FICKLE FINGER BECKONS TEMPTINGLY TO RED SOX

by | Aug 18, 1986 | Detroit Free Press | 0 comments

BOSTON — The ball rose with all the grace of a water balloon, and as Kirk Gibson chased it he had to be thinking, “Arrrgh — DAMN! Not again!” What kind of hit was this, to that naked little section of right field, halfway between first base and the foul pole? Come on. Be men! Give us a smack, a bullet, a cannon shot that takes you to the warning track. What kind of hit was this?

It dropped in, of course, this blip off the bat of Marty Barrett — just as an earlier “double” had fallen for Jim Rice — and by the time Gibson picked it up, the tie-breaking run had crossed the plate and Barrett was standing on second base, clapping and waving. The final regular-season game between Detroit and Boston was really decided right then, and fate had thrown its delicious arms around the Red Sox, once again.

Here is the reason the Red Sox must be considered favorites for the pennant. This kind of game. Their starting pitcher gets bashed like a nightmare’s pillow, the Tigers hit three home runs in the first four innings, yet a line shot by Bill Buckner grazes off the outstretched glove of Chet Lemon — a normally superb center fielder — and of course the bases are loaded, and three runs score, and the Red Sox wind up winning by two.

Unlikely hits. Mediocre pitching. And a 7-5 victory. What do you call that? Fate? Kismet? A roulette wheel with one color?

Red, as in Sox. It’s 1984 revisited “What can you say about a game like this?” someone asked Lemon, after the series-ending loss Sunday that dropped the Tigers seven back of Boston in the standings.

“They’re hitting it like we did in 1984,” he said, shaking his head.
“Balls just out of reach, balls in the corner — and they’re not coming with nobody on. They come with the bases loaded, or men on second and third. Jeez .
. .”

Jeez, Louise. But this is the way you win the American League East — at least that’s what the formula says. The ’84 Tigers. The ’85 Blue Jays. Victories seemed to dangle on branches for those magic teams, until they decided to pluck them off.

Who can argue such magic is not with Boston? The Tigers came into this humid hub figuring to take the Red Sox down a peg. Figuring if they get to the pitching, they win. And what happened?

They got to the pitching. Roger Clemens surrendered more hits in a game than he has all year, Dennis (Oil Can) Boyd was less effective than the resin bag, and Bruce Hurst was in the showers by the sixth inning.

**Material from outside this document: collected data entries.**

//! ---
//! mvcc_section: "08-testing"
//! mvcc_subsection: "integration-tests"
//! mvcc_type: "source"
//! mvcc_scope: "test"
//! mvcc_description: "Every bundled scenario played end to end against recording sessions."
//! mvcc_version: "v0.0.0-prealpha"
//! mvcc_owner: "tbd"
//! ---
use std::fs;
use std::path::{Path, PathBuf};

use mvcc_common::{Dialect, RunnerConfig, SlotLayout};
use mvcc_core::{ScenarioRunner, ScheduledAction};
use mvcc_scenario::{list_tests, parse};
use mvcc_testharness::{Event, RecordingHost, StaticProbe};

const DIALECTS: [Dialect; 4] = [
    Dialect::Oracle,
    Dialect::Mysql,
    Dialect::Postgres,
    Dialect::Sqlserver,
];

fn workspace_path(path: &str) -> PathBuf {
    Path::new(env!("CARGO_MANIFEST_DIR")).join("..").join(path)
}

fn read(path: &str) -> String {
    let full = workspace_path(path);
    fs::read_to_string(&full)
        .unwrap_or_else(|err| panic!("failed to read {}: {}", full.display(), err))
}

#[tokio::test(start_paused = true)]
async fn every_bundled_test_plays_through_prepared_sessions() {
    let raw = read("scenarios/mvcc_tests.yml");
    let path = workspace_path("scenarios/mvcc_tests.yml");

    for dialect in DIALECTS {
        let profile = dialect.profile();
        for test in list_tests(&raw, dialect).unwrap() {
            let expected = parse(&raw, dialect, &test.id).unwrap().scenario;
            let runner = ScenarioRunner::new(
                RunnerConfig::default(),
                RecordingHost::connecting(dialect),
                StaticProbe(true),
            );

            let outcome = runner
                .run(dialect, &test.id, &path)
                .await
                .unwrap_or_else(|err| panic!("{dialect} {}: {err}", test.id));
            assert_eq!(outcome.comment, test.comment);
            assert_eq!(outcome.sessions, expected.session_count());

            let statements: Vec<&str> = expected
                .steps
                .iter()
                .flat_map(|step| step.statements.iter().map(String::as_str))
                .collect();
            let sent: Vec<&str> = outcome
                .transcript
                .sends()
                .into_iter()
                .map(|(_, statement)| statement)
                .collect();
            assert_eq!(sent, statements, "{dialect} {}", test.id);

            let recorder = runner.host().recorder();
            for session in 0..expected.session_count() {
                let inputs = recorder.inputs_for(session);
                let clears = inputs
                    .iter()
                    .filter(|text| *text == profile.clear_command)
                    .count();
                assert_eq!(clears, 1, "{dialect} {} session {session}", test.id);
            }
            assert!(recorder.contains(&Event::Attached));
        }
    }
}

#[tokio::test(start_paused = true)]
async fn read_only_anomaly_routes_by_layout() {
    let path = workspace_path("scenarios/mvcc_tests.yml");
    for (layout, expected) in [
        (SlotLayout::Direct, [0, 1, 2, 0]),
        (SlotLayout::Legacy, [2, 0, 1, 2]),
    ] {
        let config = RunnerConfig {
            slot_layout: layout,
            ..RunnerConfig::default()
        };
        let runner = ScenarioRunner::new(
            config,
            RecordingHost::connecting(Dialect::Postgres),
            StaticProbe(true),
        );
        let outcome = runner.run(Dialect::Postgres, "test3", &path).await.unwrap();

        let mut step_slots: Vec<usize> = Vec::new();
        let mut last_step = "";
        for action in &outcome.transcript.actions {
            if let ScheduledAction::Send { step, slot, .. } = action {
                if step != last_step {
                    step_slots.push(*slot);
                    last_step = step.as_str();
                }
            }
        }
        assert_eq!(step_slots, expected, "{layout:?}");
        assert_eq!(outcome.transcript.pauses(), 3);
    }
}

#[test]
fn example_configuration_is_valid() {
    let config: RunnerConfig = read("configs/mvcc-sim.toml").parse().unwrap();
    assert_eq!(config.scenario_path, Path::new("scenarios/mvcc_tests.yml"));
    assert_eq!(config.slot_layout, SlotLayout::Direct);
    assert!(config.teardown_on_failure);
}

And Boston won two out of three.

“What do you make of a game like this?” someone asked Darrell Evans, whose two home runs Sunday went to waste.

“When you hit two balls hard all day and you get seven runs like they did .
. .” he said, shaking his head. “Well, that’s not going to happen often, is it? But it’s happening for them.”

And that is what counts. The Tigers had a fistful of opportunities Sunday — such as the first inning, when they left the bases loaded and scored nothing. The Red Sox, by contrast, scored that same inning with the barest of artillery — a fly ball that should have been caught, a groundout, a single.

When things are going good. . . .

“What do you make of a game like this?” someone asked Hurst, who escaped without a blemish on his record despite a poor performance.

“Well, I didn’t do well at all,” he said, “but fortunately, the other guys just kept going until they won it. They never gave up. That’s what’s good about this team. We never give up.” No-show in showdown So the showdowns are over for Detroit and Boston, with the two-weekend tally a painful Red Sox 5 games, Tigers 2. And for now, no two defeats loom more ominous than this one and last Sunday’s — when the Tigers again got to Clemens but could not win. No, the Red Sox do not possess the pitching you want going into the homestretch — Clemens has been less than Superman lately, and the others have been, for the most part, dreadfully mortal.

But the Tigers dropped two of three here, and this morning the men of Boston are nestled in first place, five games above their nearest challenger.

Several Tigers left here blinking, figuring a team so seemingly vulnerable will be knocked off sooner or later. By somebody.

“We pick up more games on them when we don’t play them,” observed Tom Brookens. “Maybe it’s better we get out.”

Maybe so. The Tigers had their chances. But for now, the image that lingers is that of Gibson, chasing that blooper Sunday with no hope of catching it, no hope of stopping the run that was racing home like destiny.

The ball was right where fate would have placed it. And so was Boston. A warm rain fell as the teams boarded buses for the airport. But the spirits were considerably higher on the one full of Red Sox, who are kissed by a fate that, so far, has given the Tigers only a cold cheek.